* **PROBLEM TO WORK ON**: Which of the lines in the data below contain the string "this"? Copy each of them.

Records contained in a dataset
//! Resource - Node identity, kinds and attribute values

use std::collections::HashMap;

/// Kind of resource a node provisions
#[derive(Debug, Clone, Copy, PartialEq, Eq, Hash)]
pub enum NodeKind {
    Network,
    SecurityRule,
    ComputeInstance,
    PeeringRoute,
}

impl std::fmt::Display for NodeKind {
    fn fmt(&self, f: &mut std::fmt::Formatter<'_>) -> std::fmt::Result {
        let s = match self {
            NodeKind::Network => "network",
            NodeKind::SecurityRule => "security-rule",
            NodeKind::ComputeInstance => "compute-instance",
            NodeKind::PeeringRoute => "peering-route",
        };
        write!(f, "{}", s)
    }
}

/// Attribute value of a resource
#[derive(Debug, Clone, PartialEq)]
pub enum Value {
    String(String),
    Int(i64),
    Bool(bool),
    /// Reference to another node's attribute (node_name, attribute_name).
    /// Readable only once the owning node is finalized.
    Ref(String, String),
}

impl Value {
    pub fn as_str(&self) -> Option<&str> {
        match self {
            Value::String(s) => Some(s),
            _ => None,
        }
    }
}

impl std::fmt::Display for Value {
    fn fmt(&self, f: &mut std::fmt::Formatter<'_>) -> std::fmt::Result {
        match self {
            Value::String(s) => write!(f, "{}", s),
            Value::Int(n) => write!(f, "{}", n),
            Value::Bool(b) => write!(f, "{}", b),
            Value::Ref(node, attribute) => write!(f, "{}.{}", node, attribute),
        }
    }
}

/// One placeholder in a template, bound to another node's attribute
#[derive(Debug, Clone, PartialEq)]
pub struct PlaceholderBinding {
    /// Literal token as it appears in the template (e.g., `${database_private_ip}`)
    pub token: String,
    /// Node that owns the bound attribute
    pub node: String,
    /// Attribute name on the owning node
    pub attribute: String,
}

impl PlaceholderBinding {
    pub fn new(
        token: impl Into<String>,
        node: impl Into<String>,
        attribute: impl Into<String>,
    ) -> Self {
        Self {
            token: token.into(),
            node: node.into(),
            attribute: attribute.into(),
        }
    }
}

/// Bootstrap script attached to a node, materialized just before the node
/// is provisioned
#[derive(Debug, Clone, PartialEq)]
pub struct BootstrapTemplate {
    /// Raw script text, treated as opaque apart from the bound tokens
    pub text: String,
    pub bindings: Vec<PlaceholderBinding>,
}

/// A resource to be provisioned, declared before anything exists
#[derive(Debug, Clone)]
pub struct ResourceNode {
    /// Stable name, unique within a graph
    pub name: String,
    pub kind: NodeKind,
    /// Attributes known at construction time
    pub attributes: HashMap<String, Value>,
    /// Attribute names valued only after the backend creates the resource
    pub deferred: Vec<String>,
    /// Nodes that must be finalized before this one
    pub predecessors: Vec<String>,
    pub bootstrap: Option<BootstrapTemplate>,
}

impl ResourceNode {
    pub fn new(name: impl Into<String>, kind: NodeKind) -> Self {
        Self {
            name: name.into(),
            kind,
            attributes: HashMap::new(),
            deferred: Vec::new(),
            predecessors: Vec::new(),
            bootstrap: None,
        }
    }

    pub fn with_attribute(mut self, key: impl Into<String>, value: Value) -> Self {
        self.attributes.insert(key.into(), value);
        self
    }

    pub fn with_deferred(mut self, name: impl Into<String>) -> Self {
        self.deferred.push(name.into());
        self
    }

    pub fn with_predecessor(mut self, name: impl Into<String>) -> Self {
        self.predecessors.push(name.into());
        self
    }

    pub fn with_bootstrap(mut self, text: impl Into<String>, bindings: Vec<PlaceholderBinding>) -> Self {
        self.bootstrap = Some(BootstrapTemplate {
            text: text.into(),
            bindings,
        });
        self
    }

    /// Nodes this node reads, through `Value::Ref` attributes or template
    /// bindings. Every one of them must appear in the predecessor list.
    pub fn referenced_nodes(&self) -> Vec<&str> {
        let mut refs: Vec<&str> = Vec::new();
        for value in self.attributes.values() {
            if let Value::Ref(node, _) = value {
                if !refs.contains(&node.as_str()) {
                    refs.push(node);
                }
            }
        }
        if let Some(bootstrap) = &self.bootstrap {
            for binding in &bootstrap.bindings {
                if !refs.contains(&binding.node.as_str()) {
                    refs.push(&binding.node);
                }
            }
        }
        refs
    }
}

#[cfg(test)]
mod tests {
    use super::*;

    #[test]
    fn referenced_nodes_from_attributes_and_bindings() {
        let node = ResourceNode::new("webapp", NodeKind::ComputeInstance)
            .with_attribute(
                "security_group",
                Value::Ref("webapp-sg".to_string(), "security_group_id".to_string()),
            )
            .with_attribute("instance_type", Value::String("t3.micro".to_string()))
            .with_bootstrap(
                "DB=${db_ip}",
                vec![PlaceholderBinding::new("${db_ip}", "database", "private_ip")],
            );

        let refs = node.referenced_nodes();
        assert_eq!(refs.len(), 2);
        assert!(refs.contains(&"webapp-sg"));
        assert!(refs.contains(&"database"));
    }

    #[test]
    fn value_display_is_raw() {
        assert_eq!(Value::String("10.0.1.5".to_string()).to_string(), "10.0.1.5");
        assert_eq!(Value::Int(22).to_string(), "22");
        assert_eq!(
            Value::Ref("database".to_string(), "private_ip".to_string()).to_string(),
            "database.private_ip"
        );
    }
}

* **EXERCISE RESULT**:
    /// Nodes that must be finalized before this one
    /// Nodes this node reads, through `Value::Ref` attributes or template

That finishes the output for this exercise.